Sono parole di Maurizio Calvi, presidente del Ce.A.S. ed organizzatore della conferenza internazionale «Come uscire dalla violenza terroristica. Analisi comparata dei processi di pace». «Tuttavia Borges era ottimista» - prosegue -
«Egli vedeva ancora un rettilineo.
E se invece la storia fosse un labirinto di specchi dove,
per uscire, dobbiamo continuamente competere con
l’immagine riflessa di noi stessi?
Ogni conflitto, dalla lite familiare alla guerra nucleare,
è così: la lotta contro la nostra immagine che rifiutiamo. Odiamo
l’amico che ci tradisce perché noi abbiamo tradito;
soffriamo per una assenza perché siamo stati assenti; siamo
atterriti dal padre che cerca di difendere il figlio dalle pallottole
di una qualsiasi sommossa, acquattato nella rientranza
di cemento di un muro, perché siamo noi quel padre, nostro
potrebbe essere quel figlio e nostre le gambe su cui si
accascia il giovane corpo ucciso da altro padre, che siamo
sempre noi, che voleva difendere altri figli, che sono sempre
i nostri. Non possiamo uscire dal labirinto degli specchi
della storia perché non sappiamo accettare noi stessi e
rifiutiamo l’immagine che vediamo, combattiamo un nemico
che è soltanto l’apparenza di ciò che siamo.

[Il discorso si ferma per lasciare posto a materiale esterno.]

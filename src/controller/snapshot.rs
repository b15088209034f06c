//! # Device Snapshots
//!
//! Raw input identifiers and the immutable per-tick view of a device.
//!
//! A [`RawIndex`] names one button or axis by the ordinal the hardware layer
//! assigned when the device connected. Ordinals are only stable for the lifetime
//! of one connection; a reconnect may renumber them.
//!
//! ## Usage
//!
//! ```
//! use padlink::controller::snapshot::{DeviceSnapshot, RawIndex};
//!
//! let snapshot = DeviceSnapshot::new(vec![true.into(), false.into()], vec![0.25]);
//! assert_eq!(snapshot.button_count(), 2);
//! assert_eq!(RawIndex::axis(0).to_string(), "axis_0");
//! ```

use std::fmt;
use std::str::FromStr;

use crate::error::PadlinkError;

/// Kind of a raw input.
#[derive(Debug, Clone, Copy, PartialEq, Eq, PartialOrd, Ord, Hash)]
pub enum InputKind {
    /// Digital (or analog-capable) button.
    Button,
    /// Absolute axis in `[-1, 1]`.
    Axis,
}

impl InputKind {
    /// Key prefix used in field names and payload keys.
    #[must_use]
    pub fn prefix(self) -> &'static str {
        match self {
            InputKind::Button => "button",
            InputKind::Axis => "axis",
        }
    }
}

/// Hardware-assigned identifier of one button or axis.
///
/// Ordering is buttons before axes, then ascending ordinal, which is the
/// iteration order used when building frames.
///
/// The text form (`button_3`, `axis_0`) is the fallback semantic name and the
/// persistence payload key.
///
/// # Examples
///
/// ```
/// use padlink::controller::snapshot::{InputKind, RawIndex};
///
/// let index: RawIndex = "button_3".parse()?;
/// assert_eq!(index.kind, InputKind::Button);
/// assert_eq!(index.ordinal, 3);
/// assert_eq!(index.to_string(), "button_3");
/// # Ok::<(), padlink::error::PadlinkError>(())
/// ```
#[derive(Debug, Clone, Copy, PartialEq, Eq, PartialOrd, Ord, Hash)]
pub struct RawIndex {
    pub kind: InputKind,
    pub ordinal: usize,
}

impl RawIndex {
    /// Button at `ordinal`.
    #[must_use]
    pub const fn button(ordinal: usize) -> Self {
        Self {
            kind: InputKind::Button,
            ordinal,
        }
    }

    /// Axis at `ordinal`.
    #[must_use]
    pub const fn axis(ordinal: usize) -> Self {
        Self {
            kind: InputKind::Axis,
            ordinal,
        }
    }
}

impl fmt::Display for RawIndex {
    fn fmt(&self, f: &mut fmt::Formatter<'_>) -> fmt::Result {
        write!(f, "{}_{}", self.kind.prefix(), self.ordinal)
    }
}

impl FromStr for RawIndex {
    type Err = PadlinkError;

    fn from_str(s: &str) -> Result<Self, Self::Err> {
        let invalid = || PadlinkError::InvalidRawIndex(s.to_string());

        let (prefix, ordinal) = s.trim().rsplit_once('_').ok_or_else(invalid)?;
        let kind = match prefix {
            "button" => InputKind::Button,
            "axis" => InputKind::Axis,
            _ => return Err(invalid()),
        };
        // Reject signs and whitespace that usize parsing would otherwise accept
        if ordinal.is_empty() || !ordinal.bytes().all(|b| b.is_ascii_digit()) {
            return Err(invalid());
        }
        let ordinal = ordinal.parse().map_err(|_| invalid())?;

        Ok(Self { kind, ordinal })
    }
}

/// State of one button at snapshot time.
#[derive(Debug, Clone, Copy, PartialEq, Default)]
pub struct ButtonReading {
    pub pressed: bool,
    /// Analog value in `[0, 1]`; digital buttons report 0.0 or 1.0.
    pub value: f32,
}

impl From<bool> for ButtonReading {
    fn from(pressed: bool) -> Self {
        Self {
            pressed,
            value: if pressed { 1.0 } else { 0.0 },
        }
    }
}

/// Immutable read of every button and axis of a device.
///
/// Produced once per tick and dropped after the frame is built.
#[derive(Debug, Clone, PartialEq, Default)]
pub struct DeviceSnapshot {
    buttons: Vec<ButtonReading>,
    axes: Vec<f32>,
}

impl DeviceSnapshot {
    /// Creates a snapshot. Axis values are clamped to `[-1, 1]`.
    #[must_use]
    pub fn new(buttons: Vec<ButtonReading>, axes: Vec<f32>) -> Self {
        let axes = axes.into_iter().map(|v| v.clamp(-1.0, 1.0)).collect();
        Self { buttons, axes }
    }

    /// Buttons in ordinal order.
    #[must_use]
    pub fn buttons(&self) -> &[ButtonReading] {
        &self.buttons
    }

    /// Axes in ordinal order.
    #[must_use]
    pub fn axes(&self) -> &[f32] {
        &self.axes
    }

    #[must_use]
    pub fn button_count(&self) -> usize {
        self.buttons.len()
    }

    #[must_use]
    pub fn axis_count(&self) -> usize {
        self.axes.len()
    }

    /// Every raw index present in this snapshot, buttons first.
    pub fn indices(&self) -> impl Iterator<Item = RawIndex> + '_ {
        (0..self.buttons.len())
            .map(RawIndex::button)
            .chain((0..self.axes.len()).map(RawIndex::axis))
    }
}

/// A live device that can be sampled on demand.
///
/// Implementations must not buffer between calls: each `read` reflects the
/// hardware state at call time. `None` means the device is gone and the caller
/// should skip this tick.
pub trait SnapshotSource: Send {
    /// Reads the current state, or `None` if the device no longer resolves.
    fn read(&mut self) -> Option<DeviceSnapshot>;

    /// Ordered list of raw indices this device exposes, buttons first.
    fn layout(&self) -> Vec<RawIndex>;

    /// Human-readable device name for logs.
    fn describe(&self) -> String {
        "gamepad".to_string()
    }
}

#[cfg(test)]
pub mod mocks {
    use super::*;
    use std::collections::VecDeque;
    use std::sync::{Arc, Mutex};

    /// Snapshot source that replays a script of reads.
    ///
    /// Once the script is exhausted it keeps returning the last entry.
    #[derive(Clone)]
    pub struct ScriptedSource {
        pub script: Arc<Mutex<VecDeque<Option<DeviceSnapshot>>>>,
        pub last: Arc<Mutex<Option<DeviceSnapshot>>>,
        pub reads: Arc<Mutex<usize>>,
        pub buttons: usize,
        pub axes: usize,
    }

    impl ScriptedSource {
        pub fn new(buttons: usize, axes: usize) -> Self {
            Self {
                script: Arc::new(Mutex::new(VecDeque::new())),
                last: Arc::new(Mutex::new(None)),
                reads: Arc::new(Mutex::new(0)),
                buttons,
                axes,
            }
        }

        /// A source that always reports all buttons released and axes centered.
        pub fn idle(buttons: usize, axes: usize) -> Self {
            let source = Self::new(buttons, axes);
            *source.last.lock().unwrap() = Some(DeviceSnapshot::new(
                vec![ButtonReading::default(); buttons],
                vec![0.0; axes],
            ));
            source
        }

        pub fn push(&self, read: Option<DeviceSnapshot>) {
            self.script.lock().unwrap().push_back(read);
        }

        pub fn read_count(&self) -> usize {
            *self.reads.lock().unwrap()
        }
    }

    impl SnapshotSource for ScriptedSource {
        fn read(&mut self) -> Option<DeviceSnapshot> {
            *self.reads.lock().unwrap() += 1;
            match self.script.lock().unwrap().pop_front() {
                Some(read) => {
                    *self.last.lock().unwrap() = read.clone();
                    read
                }
                None => self.last.lock().unwrap().clone(),
            }
        }

        fn layout(&self) -> Vec<RawIndex> {
            (0..self.buttons)
                .map(RawIndex::button)
                .chain((0..self.axes).map(RawIndex::axis))
                .collect()
        }
    }
}
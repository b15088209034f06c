//! # Persistence Module
//!
//! Saves the operator's mapping to a remote HTTP endpoint.
//!
//! The payload is the flat JSON object built by the mapping editor:
//!
//! ```json
//! {"button_0": "jump", "axis_0": "steer"}
//! ```
//!
//! A save counts as acknowledged when the endpoint answers 2xx with a JSON body
//! whose `status` field is `"success"`. Failed saves are not retried.

use async_trait::async_trait;
use std::time::Duration;
use tracing::debug;

use crate::error::{PadlinkError, Result};
use crate::mapping::{MappingPayload, MappingStore};

/// Acknowledgement value expected in the response `status` field.
const STATUS_SUCCESS: &str = "success";

/// Mapping store backed by an HTTP `POST`.
#[derive(Debug, Clone)]
pub struct HttpMappingStore {
    client: reqwest::Client,
    endpoint: String,
}

impl HttpMappingStore {
    /// Creates a store posting to `endpoint` with a per-request timeout.
    ///
    /// # Errors
    ///
    /// Returns `Persistence` if the HTTP client cannot be built.
    ///
    /// # Examples
    ///
    /// ```no_run
    /// use padlink::persistence::HttpMappingStore;
    /// use std::time::Duration;
    ///
    /// let store = HttpMappingStore::new("http://127.0.0.1:8000/save-mapping", Duration::from_secs(2))?;
    /// # Ok::<(), padlink::error::PadlinkError>(())
    /// ```
    pub fn new(endpoint: impl Into<String>, timeout: Duration) -> Result<Self> {
        let client = reqwest::Client::builder()
            .timeout(timeout)
            .build()
            .map_err(|e| PadlinkError::Persistence(format!("Failed to build HTTP client: {}", e)))?;

        Ok(Self {
            client,
            endpoint: endpoint.into(),
        })
    }

    pub fn endpoint(&self) -> &str {
        &self.endpoint
    }
}

#[async_trait]
impl MappingStore for HttpMappingStore {
    async fn save(&self, payload: &MappingPayload) -> Result<()> {
        debug!("Posting mapping ({} entries) to {}", payload.len(), self.endpoint);

        let response = self
            .client
            .post(&self.endpoint)
            .json(payload)
            .send()
            .await
            .map_err(|e| PadlinkError::Persistence(format!("Request failed: {}", e)))?;

        let status = response.status();
        if !status.is_success() {
            return Err(PadlinkError::Persistence(format!("Server returned {}", status)));
        }

        let body: serde_json::Value = response
            .json()
            .await
            .map_err(|e| PadlinkError::Persistence(format!("Invalid response body: {}", e)))?;

        match body.get("status").and_then(|v| v.as_str()) {
            Some(STATUS_SUCCESS) => Ok(()),
            Some(other) => Err(PadlinkError::Persistence(format!(
                "Server reported status '{}'",
                other
            ))),
            None => Err(PadlinkError::Persistence(
                "Response has no status field".to_string(),
            )),
        }
    }
}
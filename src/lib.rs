//! # Padlink Library
//!
//! Gamepad input mapping and sampling.
//!
//! This library samples a connected gamepad every frame, renames each button and
//! axis through an operator-edited mapping, and streams the renamed frame to a
//! remote listener.

pub mod config;
pub mod error;
pub mod controller;
pub mod mapping;
pub mod persistence;
pub mod sampler;
pub mod transport;
pub mod ui;
//! # Error Types
//!
//! Custom error types for Padlink using `thiserror`.

use thiserror::Error;

/// Main error type for Padlink
#[derive(Debug, Error)]
pub enum PadlinkError {
    /// Controller access errors
    #[error("Controller error: {0}")]
    Controller(String),

    /// No gamepad found under /dev/input
    #[error("No gamepad found")]
    ControllerNotFound,

    /// A field key that is not `button_<n>` or `axis_<n>`
    #[error("Invalid input index: {0}")]
    InvalidRawIndex(String),

    /// Unrecognized console command
    #[error("Invalid command: {0}")]
    InvalidCommand(String),

    /// Transport errors
    #[error("Transport error: {0}")]
    Transport(String),

    /// Mapping persistence errors
    #[error("Persistence error: {0}")]
    Persistence(String),

    /// Configuration errors
    #[error("Configuration error: {0}")]
    Config(#[from] toml::de::Error),

    /// JSON encoding errors
    #[error("JSON error: {0}")]
    Json(#[from] serde_json::Error),

    /// I/O errors
    #[error("I/O error: {0}")]
    Io(#[from] std::io::Error),
}

/// Result type alias for Padlink
pub type Result<T> = std::result::Result<T, PadlinkError>;
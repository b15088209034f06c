//! # Padlink
//!
//! Stream gamepad input to a remote listener under operator-chosen names.
//!
//! The bridge samples the first gamepad it finds, renames every button and
//! axis through the current mapping, and sends one frame per tick. The mapping
//! is edited on the console and saved to a remote endpoint.

use anyhow::{Context, Result};
use clap::Parser;
use std::path::PathBuf;
use std::time::Duration;
use tokio::io::{AsyncBufReadExt, BufReader};
use tracing::{info, warn};
use tracing_appender::non_blocking::WorkerGuard;
use tracing_subscriber::EnvFilter;

use padlink::config::{Config, LoggingConfig};
use padlink::controller::{GamepadDevice, SnapshotSource};
use padlink::mapping::{MappingEditor, MappingSlot};
use padlink::persistence::HttpMappingStore;
use padlink::sampler::{stop_channel, Sampler, SamplerExit, SamplerStats};
use padlink::transport::WebSocketTransport;
use padlink::ui::{ConsoleForm, Reply};

/// Log file name prefix inside `logging.log_dir`
const LOG_FILE_PREFIX: &str = "padlink.log";

/// Gamepad input mapping bridge
#[derive(Parser, Debug)]
#[command(name = "padlink", version, about)]
struct Args {
    /// Path to a TOML configuration file
    #[arg(short, long)]
    config: Option<PathBuf>,

    /// Event device to open instead of auto-detecting (e.g. /dev/input/event5)
    #[arg(short, long)]
    device: Option<String>,

    /// Listener WebSocket URL (e.g. ws://127.0.0.1:8000/ws)
    #[arg(short, long)]
    url: Option<String>,
}

/// How one device session ended.
enum Session {
    /// The device stopped answering; wait for another.
    DeviceLost,
    /// Ctrl+C or `quit`.
    Shutdown,
}

#[tokio::main]
async fn main() -> Result<()> {
    let args = Args::parse();
    let config = load_config(&args)?;
    let _log_guard = init_logging(&config.logging)?;

    info!("Padlink v{} starting...", env!("CARGO_PKG_VERSION"));

    let transport = WebSocketTransport::connect(
        &config.transport.url,
        config.transport.queue_capacity,
        Duration::from_millis(config.transport.reconnect_interval_ms),
    )
    .await
    .context("Failed to connect to listener")?;

    let store = HttpMappingStore::new(
        config.persistence.endpoint.clone(),
        Duration::from_millis(config.persistence.timeout_ms),
    )?;
    info!("Mappings will be saved to {}", store.endpoint());

    let mut editor = MappingEditor::new(MappingSlot::new(), store);
    let mut sampler = Sampler::new(
        editor.view(),
        transport,
        &config.sampler,
        config.transport.event_name.clone(),
    );
    info!("Sampler frame period: {:?}", sampler.frame_period());

    let mut form = ConsoleForm::new();
    let mut lines = BufReader::new(tokio::io::stdin()).lines();
    let mut stdin_open = true;
    let retry_interval = Duration::from_millis(config.controller.reconnect_interval_ms);

    loop {
        let gamepad = tokio::select! {
            gamepad = GamepadDevice::wait_for(&config.controller.device_path, retry_interval) => gamepad,
            _ = tokio::signal::ctrl_c() => {
                info!("Received Ctrl+C, shutting down...");
                break;
            }
        };

        editor.seed(gamepad.layout());
        form.reset(editor.layout());
        println!("{}", form.banner());

        sampler.bind(Box::new(gamepad));
        let (returned, session) = run_session(sampler, &editor, &mut form, &mut lines, &mut stdin_open).await?;
        sampler = returned;

        match session {
            Session::DeviceLost => {
                warn!("Gamepad lost, waiting for a new one");
            }
            Session::Shutdown => break,
        }
    }

    log_final_stats(sampler.stats());
    Ok(())
}

/// Runs the sampler for one bound device while serving the console form.
async fn run_session<R>(
    sampler: Sampler<WebSocketTransport>,
    editor: &MappingEditor<HttpMappingStore>,
    form: &mut ConsoleForm,
    lines: &mut tokio::io::Lines<R>,
    stdin_open: &mut bool,
) -> Result<(Sampler<WebSocketTransport>, Session)>
where
    R: tokio::io::AsyncBufRead + Unpin,
{
    let (stop, signal) = stop_channel();
    let mut task = sampler.spawn(signal);

    loop {
        tokio::select! {
            joined = &mut task => {
                let (sampler, exit) = joined.context("Sampler task failed")?;
                let session = match exit {
                    SamplerExit::Idle => Session::DeviceLost,
                    SamplerExit::Stopped => Session::Shutdown,
                };
                return Ok((sampler, session));
            }

            _ = tokio::signal::ctrl_c() => {
                info!("Received Ctrl+C, shutting down...");
                stop.stop();
            }

            line = lines.next_line(), if *stdin_open => {
                match line {
                    Ok(Some(line)) => {
                        // Ctrl+C must still stop the bridge while a save is in flight
                        let reply = unless_interrupted(form.handle(&line, editor), tokio::signal::ctrl_c()).await;
                        match reply {
                            Some(Reply::Silent) => {}
                            Some(Reply::Text(text)) => println!("{}", text),
                            Some(Reply::Quit) => {
                                info!("Quit requested, shutting down...");
                                stop.stop();
                            }
                            None => {
                                info!("Received Ctrl+C, shutting down...");
                                stop.stop();
                            }
                        }
                    }
                    Ok(None) => {
                        info!("Console input closed, mapping form disabled");
                        *stdin_open = false;
                    }
                    Err(e) => {
                        warn!("Failed to read console input: {}", e);
                        *stdin_open = false;
                    }
                }
            }
        }
    }
}

/// Awaits `work` unless `interrupt` resolves first, in which case `work` is dropped.
async fn unless_interrupted<T, I>(work: impl std::future::Future<Output = T>, interrupt: I) -> Option<T>
where
    I: std::future::Future,
{
    tokio::select! {
        out = work => Some(out),
        _ = interrupt => None,
    }
}

/// Loads the config file (or defaults) and applies command line overrides.
fn load_config(args: &Args) -> Result<Config> {
    let mut config = match &args.config {
        Some(path) => Config::load(path)
            .with_context(|| format!("Failed to load config from {}", path.display()))?,
        None => Config::default(),
    };

    if let Some(device) = &args.device {
        config.controller.device_path = device.clone();
    }
    if let Some(url) = &args.url {
        config.transport.url = url.clone();
    }

    config.validate().context("Invalid configuration")?;
    Ok(config)
}

/// Sets up the tracing subscriber.
///
/// `RUST_LOG` wins over `logging.level`. With `logging.log_dir` set, output goes
/// to a daily-rolling file and the returned guard must be held until exit.
fn init_logging(logging: &LoggingConfig) -> Result<Option<WorkerGuard>> {
    let filter = EnvFilter::try_from_default_env()
        .or_else(|_| EnvFilter::try_new(&logging.level))
        .context("Invalid log level")?;

    if logging.log_dir.is_empty() {
        tracing_subscriber::fmt().with_env_filter(filter).init();
        return Ok(None);
    }

    let appender = tracing_appender::rolling::daily(&logging.log_dir, LOG_FILE_PREFIX);
    let (writer, guard) = tracing_appender::non_blocking(appender);
    tracing_subscriber::fmt()
        .with_env_filter(filter)
        .with_writer(writer)
        .with_ansi(false)
        .init();

    Ok(Some(guard))
}

fn log_final_stats(stats: SamplerStats) {
    info!(
        "Total ticks: {} ({} emitted, {} skipped, {} dropped)",
        stats.ticks, stats.emitted, stats.skipped, stats.dropped
    );
}
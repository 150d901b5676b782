//! Stream entry and state types
//!
//! This module defines the per-stream state stored in the registry.

use std::path::PathBuf;
use std::time::Instant;

use serde::Serialize;
use tokio_util::sync::CancellationToken;

use crate::process::ProcessHandle;
use crate::readiness::{ManifestOpenProbe, ReadinessProbe};

use super::identity::StreamIdentity;

/// Lifecycle state of a stream entry
#[derive(Debug, Clone, Copy, PartialEq, Eq, Serialize)]
#[serde(rename_all = "lowercase")]
pub enum StreamState {
    /// Transcoder spawned, no playlist yet
    Starting,
    /// Playlist is being written
    Running,
    /// Transcoder exited, restart scheduled
    Restarting,
    /// No transcoder and no restart pending
    Stopped,
}

/// Entry for a single stream in the registry
pub struct StreamEntry {
    /// Registry key
    pub identity: StreamIdentity,

    /// Source being restreamed; fixed for the entry's lifetime
    pub source_url: String,

    /// Manifest location on disk
    pub output_path: PathBuf,

    /// Manifest URL path served to players
    pub output_url: String,

    /// Current transcoder, absent between exit and restart
    pub(super) process: Option<ProcessHandle>,

    /// Readiness detection for the current generation
    probe: Box<dyn ReadinessProbe>,

    /// Playlist observed for the current generation
    pub ready: bool,

    /// Generation of the most recently attached process
    pub generation: u64,

    /// Pending restart timer
    pub(super) restart: Option<CancellationToken>,

    /// Current lifecycle state
    pub state: StreamState,

    /// Automatic restarts performed so far
    pub restarts: u32,

    /// When the entry was created by a start
    pub started_at: Instant,
}

impl StreamEntry {
    /// Create an entry without a process
    pub(super) fn new(
        identity: StreamIdentity,
        source_url: String,
        output_path: PathBuf,
        output_url: String,
    ) -> Self {
        let probe = Box::new(ManifestOpenProbe::new(&manifest_name(&output_path)));

        Self {
            identity,
            source_url,
            output_path,
            output_url,
            process: None,
            probe,
            ready: false,
            generation: 0,
            restart: None,
            state: StreamState::Stopped,
            restarts: 0,
            started_at: Instant::now(),
        }
    }

    /// Whether a transcoder is attached
    pub fn has_process(&self) -> bool {
        self.process.is_some()
    }

    /// Process id of the attached transcoder
    pub fn pid(&self) -> Option<u32> {
        self.process.as_ref().and_then(ProcessHandle::pid)
    }

    /// Attach a freshly spawned process as the new generation
    pub(super) fn attach(&mut self, handle: ProcessHandle) {
        self.generation = handle.generation();
        self.process = Some(handle);
        self.probe = Box::new(ManifestOpenProbe::new(&manifest_name(&self.output_path)));
        self.ready = false;
        self.state = StreamState::Starting;
    }

    /// Detach the process after it exited
    ///
    /// Returns `false` for a stale generation, leaving the entry untouched.
    pub(super) fn detach(&mut self, generation: u64) -> bool {
        if !self.is_current(generation) {
            return false;
        }

        self.process = None;
        self.ready = false;
        self.state = StreamState::Stopped;
        true
    }

    /// Whether `generation` is the attached process
    pub(super) fn is_current(&self, generation: u64) -> bool {
        self.process.is_some() && self.generation == generation
    }

    /// Feed output of `generation` to the readiness probe
    ///
    /// Returns `true` when this chunk made the stream ready.
    pub(super) fn observe_output(&mut self, generation: u64, chunk: &[u8]) -> bool {
        if !self.is_current(generation) || self.probe.is_ready() {
            return false;
        }

        if self.probe.inspect(chunk).is_some() {
            self.ready = true;
            self.state = StreamState::Running;
            return true;
        }

        false
    }

    /// Cancel a pending restart; returns whether one was pending
    pub(super) fn cancel_restart(&mut self) -> bool {
        match self.restart.take() {
            Some(token) => {
                token.cancel();
                true
            }
            None => false,
        }
    }

    /// Point-in-time snapshot
    pub fn status(&self) -> StreamStatus {
        StreamStatus {
            identity: self.identity.clone(),
            url: Some(self.source_url.clone()),
            output: Some(self.output_url.clone()),
            streaming: self.state != StreamState::Stopped,
            process_alive: self.has_process(),
            ready: self.ready,
            state: self.state,
            pid: self.pid(),
            generation: self.generation,
            restarts: self.restarts,
            uptime_secs: self.started_at.elapsed().as_secs(),
        }
    }
}

fn manifest_name(path: &std::path::Path) -> String {
    path.file_name()
        .map(|n| n.to_string_lossy().into_owned())
        .unwrap_or_default()
}

/// Snapshot of one stream, as reported by status queries
#[derive(Debug, Clone, PartialEq, Eq, Serialize)]
pub struct StreamStatus {
    pub identity: StreamIdentity,
    /// Source URL, `None` when nothing is configured
    pub url: Option<String>,
    /// Manifest URL path
    pub output: Option<String>,
    /// A source is configured (running, starting or about to restart)
    pub streaming: bool,
    /// A transcoder process is currently attached
    pub process_alive: bool,
    /// The current generation has started writing its playlist
    pub ready: bool,
    pub state: StreamState,
    pub pid: Option<u32>,
    pub generation: u64,
    pub restarts: u32,
    pub uptime_secs: u64,
}

impl StreamStatus {
    /// Status of an identity with no entry
    pub fn idle(identity: StreamIdentity) -> Self {
        Self {
            identity,
            url: None,
            output: None,
            streaming: false,
            process_alive: false,
            ready: false,
            state: StreamState::Stopped,
            pid: None,
            generation: 0,
            restarts: 0,
            uptime_secs: 0,
        }
    }
}
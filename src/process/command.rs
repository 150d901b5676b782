//! Transcoder command lines
//!
//! The transcoder is treated as an opaque program with a fixed argument
//! template per mode. Single-stream sources get ffmpeg's reconnect flags so a
//! flaky upstream does not immediately end the process.

use std::ffi::{OsStr, OsString};
use std::path::{Path, PathBuf};

/// Where and how the HLS output is written
#[derive(Debug, Clone)]
pub struct HlsOutput {
    /// Manifest path (`.m3u8`)
    pub manifest: PathBuf,
    /// Segment file pattern with a printf-style counter
    pub segment_pattern: PathBuf,
    /// Segment duration in seconds
    pub hls_time: u32,
    /// Playlist length in segments
    pub hls_list_size: u32,
}

/// A program plus its arguments, ready to be spawned
#[derive(Debug, Clone)]
pub struct TranscodeCommand {
    program: PathBuf,
    args: Vec<OsString>,
}

impl TranscodeCommand {
    /// Start an empty command line for `program`
    pub fn new(program: impl Into<PathBuf>) -> Self {
        Self {
            program: program.into(),
            args: Vec::new(),
        }
    }

    /// Append one argument
    pub fn arg(mut self, arg: impl AsRef<OsStr>) -> Self {
        self.args.push(arg.as_ref().to_owned());
        self
    }

    /// Append several arguments
    pub fn args<I, S>(mut self, args: I) -> Self
    where
        I: IntoIterator<Item = S>,
        S: AsRef<OsStr>,
    {
        self.args
            .extend(args.into_iter().map(|a| a.as_ref().to_owned()));
        self
    }

    /// ffmpeg restream template: copy video, re-encode audio to AAC, write HLS
    ///
    /// `reconnect` adds the HTTP reconnect options used for the single long-lived
    /// stream.
    pub fn hls_restream(
        program: impl Into<PathBuf>,
        source_url: &str,
        output: &HlsOutput,
        reconnect: bool,
    ) -> Self {
        let mut cmd = Self::new(program);

        if reconnect {
            cmd = cmd.args([
                "-reconnect",
                "1",
                "-reconnect_streamed",
                "1",
                "-reconnect_delay_max",
                "10",
            ]);
        }

        cmd.arg("-i")
            .arg(source_url)
            .args(["-c:v", "copy", "-c:a", "aac", "-f", "hls"])
            .arg("-hls_time")
            .arg(output.hls_time.to_string())
            .arg("-hls_list_size")
            .arg(output.hls_list_size.to_string())
            .args(["-hls_flags", "delete_segments"])
            .arg("-hls_segment_filename")
            .arg(&output.segment_pattern)
            .arg(&output.manifest)
    }

    pub fn program(&self) -> &Path {
        &self.program
    }

    pub fn get_args(&self) -> &[OsString] {
        &self.args
    }
}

Non c’è nulla di nuovo in tutto questo, se non la pervicace
volontà di trovare il percorso che ci conduca fuori,
l’impercettibile porta che ci faccia finalmente uscire. Questo
è il senso del nostro lavoro, oggi, qui: trovare una strada,
se ci fosse, per uscire dal terrorismo, dalla violenza e
dalla loro permanente insorgenza.
Fino a qualche anno fa il mondo era in preda alla
“letteratura dell’allegra incoscienza”. Il crollo del sistema
sovietico sotto il peso simbolico del muro di Berlino, aveva
lasciato troppi orfani e troppi esaltati fautori. Molti di questi
moltiplicatori comunicativi sono andati in giro a proporre
l’immagine di uno sviluppo escatologico del mondo,
cioè “il paradigma della fine”, l’idea che tutto stesse finendo,
in qualche modo morendo, che il mondo fosse giunto
sul crinale ripido di una rapida conclusione.
Gli analisti, gli opinion makers, gli intellettuali e gli
scienziati politici e sociali ritenevano che ormai tutto fosse
in qualche modo concluso e che il mondo si fosse finalmente
normalizzato dentro la espansione automatica e costante
della democrazia liberale occidentale.
Se aveva ceduto la superpotenza sovietica, chi mai
avrebbe potuto resistere ed eventualmente contrastare
l’irrefrenabile processo di democratization du monde?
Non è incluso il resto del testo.